Q4: From your perspective, how can leaders accelerate and spread innovation faster within their industries?

A4: We have to stop pitching technology and start engineering alignment. One of the biggest failure modes in corporate innovation is trying to convince stakeholders to adopt a tool based entirely on the innovator’s worldview. High-velocity scaling requires an outside-in approach. You have to look at the partners, collaborators, and internal teams whose support you need and ask: “What do they actually care about? What are their priorities, and how does our technology help them win?”

That insight is really the heart of From Stuck to Scale. Lasting innovation requires a deep understanding of what it takes to get cross-functional teams and external partners bought in.

This is exactly what we focus on at the MIT Kuo Sharper Center for Prosperity and Entrepreneurship. When you combine an entrepreneurial mindset and advanced tech with a real understanding of global market dynamics, you drastically compress the timeline from pilot to prosperity.

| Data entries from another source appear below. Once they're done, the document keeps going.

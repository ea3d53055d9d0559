//! Herbivore behavior - grazing, flocking and counter-attacking carnivores.
//!
//! One pass per tick: whichever state is active is evaluated once and may
//! hand over to another state, which then waits for the next tick.

use hecs::Entity;

use super::motion::{flocking_force, integrate, neighbor_centers, random_heading, steer_towards};
use super::targeting::{find_close, resolve};
use super::vitals::{health_step, hunger_step};
use super::{read, write, TickContext};
use crate::components::*;
use crate::constants::{animal, herbivore};

/// Advance one herbivore by a tick: hunger, motion, health (and death),
/// procreation, then behavior.
pub fn update_herbivore(ctx: &mut TickContext, entity: Entity) {
    let (Some(mut body), Some(mut health), Some(mut hunger), Some(mut clock), Some(mut me)) = (
        read::<Body>(ctx.world, entity),
        read::<Health>(ctx.world, entity),
        read::<Hunger>(ctx.world, entity),
        read::<Procreation>(ctx.world, entity),
        read::<Herbivore>(ctx.world, entity),
    ) else {
        return;
    };

    hunger_step(&mut hunger, &mut health, ctx.dt);

    let external = match me.state {
        HerbivoreState::Idle { .. } => {
            body.max_speed = me.traits.idle_speed;
            let neighbors = neighbor_centers(ctx.world, entity, Kind::Herbivore);
            flocking_force(body.center, me.traits.idle_speed, &neighbors)
        }
        _ => Vec2::ZERO,
    };
    integrate(&mut body, external, ctx.dt);

    write(ctx.world, entity, body);
    write(ctx.world, entity, health);
    write(ctx.world, entity, hunger);
    if !health_step(&mut health, ctx.dt) {
        ctx.kill(entity);
        return;
    }

    ctx.procreation_step(Kind::Herbivore, &body, &mut clock, &mut hunger);
    evaluate_herbivore(ctx, entity, &mut body, &mut hunger, &mut me);

    write(ctx.world, entity, body);
    write(ctx.world, entity, health);
    write(ctx.world, entity, hunger);
    write(ctx.world, entity, clock);
    write(ctx.world, entity, me);
}

/// Run the state machine once
pub fn evaluate_herbivore(
    ctx: &mut TickContext,
    entity: Entity,
    body: &mut Body,
    hunger: &mut Hunger,
    me: &mut Herbivore,
) {
    match me.state {
        HerbivoreState::Idle { time_to_move } => {
            let time_to_move = time_to_move - ctx.dt;
            me.state = HerbivoreState::Idle { time_to_move };

            if hunger.value >= herbivore::FORAGE_HUNGER && chase_food(ctx, entity, body, me) {
                return;
            }
            if try_counter_attack(ctx, entity, body, me) {
                return;
            }
            if hunger.value >= herbivore::IDLE_FORAGE_HUNGER
                && time_to_move <= 0.0
                && chase_food(ctx, entity, body, me)
            {
                return;
            }
            if time_to_move <= 0.0 {
                random_heading(body, &mut *ctx.rng, me.traits.idle_speed);
                me.state = HerbivoreState::Idle {
                    time_to_move: random_idle_time(&mut *ctx.rng, animal::IDLE_TIMER_MAX),
                };
            }
        }
        HerbivoreState::AttackCooldown { time_to_wait, target } => {
            let time_to_wait = time_to_wait - ctx.dt;
            me.state = HerbivoreState::AttackCooldown { time_to_wait, target };
            if time_to_wait <= 0.0 && !try_counter_attack(ctx, entity, body, me) {
                me.state = HerbivoreState::Idle { time_to_move: 0.0 };
            }
        }
        HerbivoreState::ChasingFood { target } => match resolve(ctx.world, target, Kind::Grass) {
            None => {
                me.state = HerbivoreState::Idle {
                    time_to_move: random_idle_time(&mut *ctx.rng, 1.0),
                };
            }
            Some(food) if body.collides_with(&food) => {
                body.velocity = Vec2::ZERO;
                me.state = HerbivoreState::Eating { target };
            }
            Some(food) => steer_towards(body, food.center, me.traits.chase_speed),
        },
        HerbivoreState::Eating { target } => {
            if resolve(ctx.world, target, Kind::Grass).is_none() {
                me.state = HerbivoreState::Idle {
                    time_to_move: random_idle_time(&mut *ctx.rng, 1.0),
                };
                return;
            }
            let eaten = match ctx.world.get::<&mut Health>(target) {
                Ok(mut food) => food.remove(me.traits.eat_speed * ctx.dt),
                Err(_) => 0.0,
            };
            hunger.relieve(eaten * herbivore::HEALTH_TO_HUNGER);
            if hunger.value <= 0.0 {
                me.state = HerbivoreState::Idle {
                    time_to_move: random_idle_time(&mut *ctx.rng, 0.5),
                };
            }
        }
    }
}

fn chase_food(ctx: &mut TickContext, entity: Entity, body: &Body, me: &mut Herbivore) -> bool {
    match find_close(ctx.world, &mut *ctx.rng, entity, body.center, Kind::Grass, |_, _, _| true) {
        Some(grass) => {
            me.state = HerbivoreState::ChasingFood { target: grass };
            true
        }
        None => false,
    }
}

/// Strike a nearby carnivore that is busy mauling someone (in its attack
/// cooldown), which also lets herbivores defend each other.
fn try_counter_attack(
    ctx: &mut TickContext,
    entity: Entity,
    body: &Body,
    me: &mut Herbivore,
) -> bool {
    let origin = *body;
    let striking = |world: &hecs::World, e: Entity, other: &Body| {
        let cooling_down = matches!(
            world.get::<&Carnivore>(e).map(|c| c.state),
            Ok(CarnivoreState::AttackCooldown { .. })
        );
        cooling_down
            && (origin.center.distance(&other.center) < herbivore::COUNTER_ATTACK_RANGE
                || origin.collides_with(other))
    };
    let found = find_close(
        ctx.world,
        &mut *ctx.rng,
        entity,
        origin.center,
        Kind::Carnivore,
        striking,
    );

    let Some(carnivore) = found else {
        return false;
    };
    if let Ok(mut health) = ctx.world.get::<&mut Health>(carnivore) {
        health.remove(me.traits.attack_damage);
    }
    me.state = HerbivoreState::AttackCooldown {
        time_to_wait: herbivore::ATTACK_COOLDOWN,
        target: carnivore,
    };
    true
}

Q5: Where should people go to learn more about these kinds of corporate scaling frameworks?

A5: If you want rigorous, data-driven frameworks, a great place to start is the ongoing research and live case studies coming out of the MIT Kuo Sharper Center. We look closely at how deep tech, regional prosperity, and enterprise scale intersect.

At the same time, the InterSystems community is a goldmine for real-world blueprints. The actual architectures and deployment strategies shared by users at events like the READY 2026 summit offer an incredible masterclass in execution.

And if you’re looking for a step-by-step strategic playbook to diagnose and break through your own organizational growth bottlenecks, we’ve put together downloadable tools, frameworks, and assessment matrices you can find atandreakates.com.

Read a short summary here.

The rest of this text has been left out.